Industry watchers say Lupin, which specializes in oral contraceptives and drugs for diabetes and hypertension, is doing better than most. So far none of its infractions have extended to a ban.

On a recent visit by Reuters to its Goa plant, blue-uniformed employees could be seen working on giant machines, then making notes in hardbound registers. These are being phased out as Lupin transitions to more secure e-files.

Employees are often videotaped to ensure they follow standard operating procedure. Manufacturers have cut back to focus on quality over quantity: five years ago, Lupin was making 1 billion pills a month at one of its Goa plants. Now it makes 450 million.

Both the company and employees needed to be willing to acknowledge errors, Desai said. The first impulse in the past was often “don’t tell anyone,” he said.

“We’re humans after all, not robots. We make mistakes,” said Amol Kolatkar, a production head at the Goa site.

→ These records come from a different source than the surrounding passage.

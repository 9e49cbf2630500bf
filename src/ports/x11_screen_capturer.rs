use x11rb::connection::Connection;
use x11rb::protocol::randr::{ConnectionExt as _, MonitorInfo};
use x11rb::protocol::xproto::{ConnectionExt as _, GetImageReply, ImageFormat, ImageOrder, Window};
use x11rb::rust_connection::RustConnection;

use crate::core::interfaces::ports::ScreenCaptureBackend;
use crate::core::models::{
    CaptureError, MonitorDescriptor, MonitorFlags, NativeFrame, NativePixelLayout,
};
use crate::global_constants::LOG_TAG_X11;

const ALL_PLANES: u32 = u32::MAX;

/// Captures monitors from the X server's root window.
pub struct X11ScreenCapturer;

/// A `GetImage` reply for one monitor, plus the server's pixmap format for it.
pub struct X11Frame {
    reply: GetImageReply,
    width: u32,
    height: u32,
    bits_per_pixel: u32,
    bytes_per_row: usize,
    layout: NativePixelLayout,
}

impl NativeFrame for X11Frame {
    fn width(&self) -> u32 {
        self.width
    }

    fn height(&self) -> u32 {
        self.height
    }

    fn bits_per_pixel(&self) -> u32 {
        self.bits_per_pixel
    }

    fn bytes_per_row(&self) -> usize {
        self.bytes_per_row
    }

    fn pixel_layout(&self) -> NativePixelLayout {
        self.layout
    }

    fn pixel_bytes(&self) -> &[u8] {
        &self.reply.data
    }
}

impl X11ScreenCapturer {
    pub fn initialize() -> Self {
        log::debug!("{} initializing x11 screen capturer", LOG_TAG_X11);
        Self
    }

    fn open_display_session(&self) -> Result<(RustConnection, Window), CaptureError> {
        let (connection, screen_number) =
            x11rb::connect(None).map_err(CaptureError::display_unavailable)?;

        let root = connection
            .setup()
            .roots
            .get(screen_number)
            .map(|screen| screen.root)
            .ok_or_else(|| {
                CaptureError::display_unavailable(format!("no screen {}", screen_number))
            })?;

        log::debug!(
            "{} opened display session, screen {}, root window {}",
            LOG_TAG_X11,
            screen_number,
            root
        );

        Ok((connection, root))
    }

    fn query_active_monitors(
        &self,
        connection: &RustConnection,
        root: Window,
    ) -> Result<Vec<MonitorInfo>, CaptureError> {
        let reply = connection
            .randr_get_monitors(root, true)
            .map_err(CaptureError::display_unavailable)?
            .reply()
            .map_err(CaptureError::display_unavailable)?;

        Ok(reply.monitors)
    }

    fn read_root_window_region(
        &self,
        connection: &RustConnection,
        root: Window,
        monitor: &MonitorDescriptor,
    ) -> Result<GetImageReply, CaptureError> {
        let x = i16::try_from(monitor.x).map_err(CaptureError::image_acquisition_failed)?;
        let y = i16::try_from(monitor.y).map_err(CaptureError::image_acquisition_failed)?;
        let width = u16::try_from(monitor.width).map_err(CaptureError::image_acquisition_failed)?;
        let height =
            u16::try_from(monitor.height).map_err(CaptureError::image_acquisition_failed)?;

        connection
            .get_image(ImageFormat::Z_PIXMAP, root, x, y, width, height, ALL_PLANES)
            .map_err(CaptureError::image_acquisition_failed)?
            .reply()
            .map_err(CaptureError::image_acquisition_failed)
    }

    fn build_frame(
        &self,
        connection: &RustConnection,
        monitor: &MonitorDescriptor,
        reply: GetImageReply,
    ) -> Result<X11Frame, CaptureError> {
        let setup = connection.setup();
        let pixmap_format = setup
            .pixmap_formats
            .iter()
            .find(|format| format.depth == reply.depth)
            .ok_or_else(|| {
                CaptureError::unsupported_frame_format(format!(
                    "no pixmap format for depth {}",
                    reply.depth
                ))
            })?;

        let bits_per_pixel = u32::from(pixmap_format.bits_per_pixel);
        let bytes_per_row = padded_row_length(
            monitor.width,
            bits_per_pixel,
            u32::from(pixmap_format.scanline_pad),
        );
        let layout = layout_for_byte_order(setup.image_byte_order);

        log::debug!(
            "{} got image depth {}, {} bpp, {} bytes per row, {}",
            LOG_TAG_X11,
            reply.depth,
            bits_per_pixel,
            bytes_per_row,
            layout
        );

        Ok(X11Frame {
            reply,
            width: monitor.width,
            height: monitor.height,
            bits_per_pixel,
            bytes_per_row,
            layout,
        })
    }
}

impl ScreenCaptureBackend for X11ScreenCapturer {
    type Frame = X11Frame;

    fn enumerate_monitors(&self) -> Result<Vec<MonitorDescriptor>, CaptureError> {
        let (connection, root) = self.open_display_session()?;
        let monitors = self.query_active_monitors(&connection, root)?;

        log::debug!("{} server reports {} monitors", LOG_TAG_X11, monitors.len());

        Ok(monitors.iter().map(descriptor_from_monitor_info).collect())
    }

    fn acquire_frame(&self, monitor: &MonitorDescriptor) -> Result<X11Frame, CaptureError> {
        let (connection, root) = self.open_display_session()?;
        let reply = self.read_root_window_region(&connection, root, monitor)?;
        let frame = self.build_frame(&connection, monitor, reply)?;

        drop(connection);
        log::debug!("{} closed display session", LOG_TAG_X11);

        Ok(frame)
    }
}

fn descriptor_from_monitor_info(info: &MonitorInfo) -> MonitorDescriptor {
    MonitorDescriptor {
        id: info.name,
        x: i32::from(info.x),
        y: i32::from(info.y),
        width: u32::from(info.width),
        height: u32::from(info.height),
        flags: MonitorFlags {
            primary: info.primary,
            automatic: info.automatic,
        },
    }
}

fn layout_for_byte_order(byte_order: ImageOrder) -> NativePixelLayout {
    if byte_order == ImageOrder::MSB_FIRST {
        NativePixelLayout::Xrgb
    } else {
        NativePixelLayout::Bgrx
    }
}

/// Bytes in one ZPixmap scanline, rounded up to the server's scanline pad.
fn padded_row_length(width: u32, bits_per_pixel: u32, scanline_pad_bits: u32) -> usize {
    let row_bits = u64::from(width) * u64::from(bits_per_pixel);
    let pad = u64::from(scanline_pad_bits.max(8));
    let padded_bits = row_bits.div_ceil(pad) * pad;
    (padded_bits / 8) as usize
}

#[cfg(test)]
mod tests {
    use super::*;

    fn monitor_info(x: i16, y: i16, width: u16, height: u16) -> MonitorInfo {
        MonitorInfo {
            name: 42,
            primary: true,
            automatic: false,
            x,
            y,
            width,
            height,
            width_in_millimeters: 600,
            height_in_millimeters: 340,
            outputs: vec![],
        }
    }

    #[test]
    fn test_initialize_creates_capturer() {
        let capturer = X11ScreenCapturer::initialize();

        assert!(std::mem::size_of_val(&capturer) == 0);
    }

    #[test]
    fn test_descriptor_from_monitor_info_copies_geometry_and_flags() {
        let descriptor = descriptor_from_monitor_info(&monitor_info(-1920, 0, 1920, 1080));

        assert_eq!(descriptor.id, 42);
        assert_eq!(descriptor.x, -1920);
        assert_eq!(descriptor.y, 0);
        assert_eq!(descriptor.width, 1920);
        assert_eq!(descriptor.height, 1080);
        assert!(descriptor.flags.primary);
        assert!(!descriptor.flags.automatic);
    }

    #[test]
    fn test_layout_follows_server_byte_order() {
        assert_eq!(layout_for_byte_order(ImageOrder::LSB_FIRST), NativePixelLayout::Bgrx);
        assert_eq!(layout_for_byte_order(ImageOrder::MSB_FIRST), NativePixelLayout::Xrgb);
    }

    #[test]
    fn test_padded_row_length_for_32_bpp_is_four_bytes_per_pixel() {
        assert_eq!(padded_row_length(1920, 32, 32), 7680);
    }

    #[test]
    fn test_padded_row_length_rounds_up_to_scanline_pad() {
        assert_eq!(padded_row_length(3, 24, 32), 12);
        assert_eq!(padded_row_length(5, 16, 32), 12);
    }
}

As recently as three years ago, training was a formality, Desai said. Now, when an error is traced to an employee, the entire team undergoes fresh training.

“I have worked at a pharma company before, but this is the first time I went through such a training,” said another Lupin quality control officer, who asked not to be named because he was not authorized to speak to the media.

The quality control role is key.

“They (Lupin) have had a practice where company quality heads report directly to Nilesh Gupta (the managing director),” said Amey Chalke, an analyst at HDFC Securities. “Some other companies have also started doing that now.”

The companies also have to be willing to spend big. Lachman, PwC and Boston Consulting conduct mock audits at the Goa plant every three to six months, at a cost of up to $400 an hour.

“These days the FDA is giving us 483 on small, small things,” a third quality control officer said. “So we are always auditing.”